I called my best friend that night, who'd been in a play with me where I played a character coming out and considering suicide. I was considering the same scenario I had performed in that role, and my friend was very understanding of the situation. This was a person I sang with--we sang in churches, we sang in schools, we sang at the mall, we sang on the bus. To come out to him that night was very uncomfortable for me, but I had no where else to turn.

He told me about a place in the city for runaway kids, but said I had to be in the talent show first. I didn't have anything to wear because I literally ran away from home in a jumper. I wasn't dressed for a talent show whatsoever, but went ahead and performed anyway. My performance turned out good and it was my first time singing alone in public.

Afterwards, I went to the runaway shelter, but it was temporary. Once I'd exhausted my stay there, it came to the decision: either I could go back home or I could become a temporary ward of the state. My mother never came to visit and we never reconciled, so I chose the latter. I was tossed from foster home to foster home, but only the worst ones. I couldn't have access to the better homes, because I was one of the undesirables. I wasn't small and I was dark-skinned. These were homes where you didn't know if the foster parents would return home at night or not. At the time, I was in plays and doing really good--I'd go to auditions or rehearsals, and by the time I'd get home at night, it would be too late for me to eat. The refrigerator was locked, so I'd go to bed hungry.

The center for foster care had awesome counselors, so I communicated my situation to them, and they removed me from that home. I was transferred to an emergency home, which was a caucasian family. Back then, they didn't mix races in foster homes, either. This was a rich family and a complete unit. They had a mother and a father, caucasian children and swimming pools. I was like, Oh my God, this is amazing. But there was a situation that was traumatic for me in the home, where the kids knew I couldn't swim and threw me into the water. I was about to drown because they couldn't pull me up and carry my weight. The foster father jumped in and saved me, but that was only a temporary home, so I ended up homeless once again.

There was a sweet, sweet woman named Mary that came to the foster center and saw my spirit. During a meeting with the counselors to talk about my home placement, she was listening in on the conversation. At this point, I was fully in my transness. I remember she said there was something about me. She said to me, "Don't cry. You are destined for greatness," and that was the first time anybody had ever told me that.

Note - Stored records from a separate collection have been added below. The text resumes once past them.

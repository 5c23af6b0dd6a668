//! Parsing of chat session input lines.
//!
//! Lines starting with `/` are commands; anything else is a message for the
//! active room. Argument values are validated later by the use cases.

use thiserror::Error;

/// Profile field changed by `/profile`
#[derive(Debug, Clone, Copy, PartialEq, Eq)]
pub enum ProfileField {
    Name,
    Email,
}

/// A parsed input line
#[derive(Debug, Clone, PartialEq, Eq)]
pub enum Command {
    Rooms,
    Open(String),
    Create(String),
    Rename(String),
    /// Delete the active room, confirmed with the account password
    Delete(String),
    Members,
    Invite(String),
    Kick(String),
    Friend(String),
    Friends,
    Me,
    Profile(ProfileField, String),
    Help,
    Logout,
    Quit,
    /// Plain text for the active room
    Say(String),
}

/// Input that could not be parsed
#[derive(Debug, Clone, PartialEq, Eq, Error)]
pub enum CommandError {
    #[error("Unknown command '/{0}', type /help for the list of commands")]
    Unknown(String),

    #[error("Usage: {0}")]
    Usage(&'static str),
}

/// Parse a trimmed, non-empty input line
pub fn parse_command(line: &str) -> Result<Command, CommandError> {
    let line = line.trim();
    let Some(rest) = line.strip_prefix('/') else {
        return Ok(Command::Say(line.to_string()));
    };

    let (name, arg) = match rest.split_once(char::is_whitespace) {
        Some((name, arg)) => (name, arg.trim()),
        None => (rest, ""),
    };

    match name.to_lowercase().as_str() {
        "rooms" => Ok(Command::Rooms),
        "open" | "join" => required(arg, "/open <room id or name>").map(Command::Open),
        "create" => required(arg, "/create <name>").map(Command::Create),
        "rename" => required(arg, "/rename <name>").map(Command::Rename),
        "delete" => required(arg, "/delete <password>").map(Command::Delete),
        "members" => Ok(Command::Members),
        "invite" => single(arg, "/invite <user id>").map(Command::Invite),
        "kick" | "remove" => single(arg, "/kick <user id>").map(Command::Kick),
        "friend" => single(arg, "/friend <email>").map(Command::Friend),
        "friends" => Ok(Command::Friends),
        "me" => Ok(Command::Me),
        "profile" => parse_profile(arg),
        "help" | "?" => Ok(Command::Help),
        "logout" => Ok(Command::Logout),
        "quit" | "exit" => Ok(Command::Quit),
        _ => Err(CommandError::Unknown(name.to_string())),
    }
}

fn required(arg: &str, usage: &'static str) -> Result<String, CommandError> {
    if arg.is_empty() {
        return Err(CommandError::Usage(usage));
    }
    Ok(arg.to_string())
}

/// Exactly one whitespace-free argument
fn single(arg: &str, usage: &'static str) -> Result<String, CommandError> {
    let arg = required(arg, usage)?;
    if arg.split_whitespace().count() != 1 {
        return Err(CommandError::Usage(usage));
    }
    Ok(arg)
}

fn parse_profile(arg: &str) -> Result<Command, CommandError> {
    const USAGE: &str = "/profile name <name> | /profile email <email>";
    let (field, value) = arg
        .split_once(char::is_whitespace)
        .ok_or(CommandError::Usage(USAGE))?;
    let field = match field.to_lowercase().as_str() {
        "name" => ProfileField::Name,
        "email" => ProfileField::Email,
        _ => return Err(CommandError::Usage(USAGE)),
    };
    Ok(Command::Profile(field, required(value.trim(), USAGE)?))
}

#[cfg(test)]
mod tests {
    use super::*;

    #[test]
    fn test_plain_text_is_a_message() {
        // テスト項目: スラッシュで始まらない行はメッセージになる
        // given (前提条件):
        let line = "  hello everyone ";

        // when (操作):
        let result = parse_command(line);

        // then (期待する結果):
        assert_eq!(result, Ok(Command::Say("hello everyone".to_string())));
    }

    #[test]
    fn test_open_keeps_spaces_in_room_name() {
        // テスト項目: /open の引数は空白を含むルーム名として扱われる
        // given (前提条件):
        let line = "/open book club";

        // when (操作):
        let result = parse_command(line);

        // then (期待する結果):
        assert_eq!(result, Ok(Command::Open("book club".to_string())));
    }

    #[test]
    fn test_command_names_are_case_insensitive() {
        // テスト項目: コマンド名は大文字小文字を区別しない
        // given (前提条件):
        let line = "/ROOMS";

        // when (操作):
        let result = parse_command(line);

        // then (期待する結果):
        assert_eq!(result, Ok(Command::Rooms));
    }

    #[test]
    fn test_missing_argument_shows_usage() {
        // テスト項目: 引数が必要なコマンドで引数がない場合は使い方が返る
        // given (前提条件):
        let line = "/create";

        // when (操作):
        let result = parse_command(line);

        // then (期待する結果):
        assert_eq!(result, Err(CommandError::Usage("/create <name>")));
    }

    #[test]
    fn test_invite_takes_exactly_one_argument() {
        // テスト項目: /invite は引数を 1 つだけ受け付ける
        // given (前提条件):
        let ok_line = "/invite u2";
        let bad_line = "/invite u2 u3";

        // when (操作):
        let ok = parse_command(ok_line);
        let bad = parse_command(bad_line);

        // then (期待する結果):
        assert_eq!(ok, Ok(Command::Invite("u2".to_string())));
        assert!(matches!(bad, Err(CommandError::Usage(_))));
    }

    #[test]
    fn test_kick_alias() {
        // テスト項目: /remove は /kick の別名として扱われる
        // given (前提条件):
        let line = "/remove u2";

        // when (操作):
        let result = parse_command(line);

        // then (期待する結果):
        assert_eq!(result, Ok(Command::Kick("u2".to_string())));
    }

    #[test]
    fn test_profile_command() {
        // テスト項目: /profile でプロフィールの項目と値が解析される
        // given (前提条件):
        let name_line = "/profile name Alice Liddell";
        let bad_line = "/profile age 12";

        // when (操作):
        let name = parse_command(name_line);
        let bad = parse_command(bad_line);

        // then (期待する結果):
        assert_eq!(
            name,
            Ok(Command::Profile(ProfileField::Name, "Alice Liddell".to_string()))
        );
        assert!(matches!(bad, Err(CommandError::Usage(_))));
    }

    #[test]
    fn test_unknown_command() {
        // テスト項目: 未知のコマンドはエラーになる
        // given (前提条件):
        let line = "/dance";

        // when (操作):
        let result = parse_command(line);

        // then (期待する結果):
        assert_eq!(result, Err(CommandError::Unknown("dance".to_string())));
    }
}
//! Client configuration resolved from the command line.

use std::path::{Path, PathBuf};

pub const DEFAULT_API_URL: &str = "http://127.0.0.1:3000";
pub const DEFAULT_SOCKET_URL: &str = "ws://127.0.0.1:3000/ws";

/// Where the auth token is kept between runs
#[derive(Debug, Clone, PartialEq, Eq)]
pub enum StorageMode {
    /// JSON key/value file
    File(PathBuf),
    /// Process memory only; the session ends with the process
    Memory,
}

#[derive(Debug, Clone, PartialEq, Eq)]
pub struct ClientConfig {
    /// Base URL of the REST API
    pub api_url: String,
    /// URL of the socket endpoint
    pub socket_url: String,
    pub storage: StorageMode,
}

impl Default for ClientConfig {
    fn default() -> Self {
        Self {
            api_url: DEFAULT_API_URL.to_string(),
            socket_url: DEFAULT_SOCKET_URL.to_string(),
            storage: StorageMode::File(default_storage_path(
                std::env::var_os("HOME").map(PathBuf::from).as_deref(),
            )),
        }
    }
}

/// `<home>/.kaiwa/storage.json`, or relative to the working directory without a home
pub fn default_storage_path(home: Option<&Path>) -> PathBuf {
    home.unwrap_or_else(|| Path::new("."))
        .join(".kaiwa")
        .join("storage.json")
}

#[cfg(test)]
mod tests {
    use super::*;

    #[test]
    fn test_default_storage_path_under_home() {
        // テスト項目: HOME がある場合、その下の .kaiwa/storage.json になる
        // given (前提条件):
        let home = Path::new("/home/alice");

        // when (操作):
        let path = default_storage_path(Some(home));

        // then (期待する結果):
        assert_eq!(path, PathBuf::from("/home/alice/.kaiwa/storage.json"));
    }

    #[test]
    fn test_default_storage_path_without_home() {
        // テスト項目: HOME がない場合、カレントディレクトリ基準になる
        // given (前提条件):
        let home = None;

        // when (操作):
        let path = default_storage_path(home);

        // then (期待する結果):
        assert_eq!(path, PathBuf::from("./.kaiwa/storage.json"));
    }
}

Throughout my life, religion was thrown into my face, and I was told my lifestyle was an abomination. I was told I'd go to hell. I was told I wouldn't become anybody because I'm trans. This one person, who I'd never met before, told me I was "destined for greatness" and took me with her. That was my last foster home ever. Mary cared for all her foster kids, and she cared for them even after they were out of the system. When I was emancipated at 17 years old, the state helped me get off my foot and attend cosmetology school, but Mary helped me get my apartment and furniture. She was truly a mother and really believed in me--finally.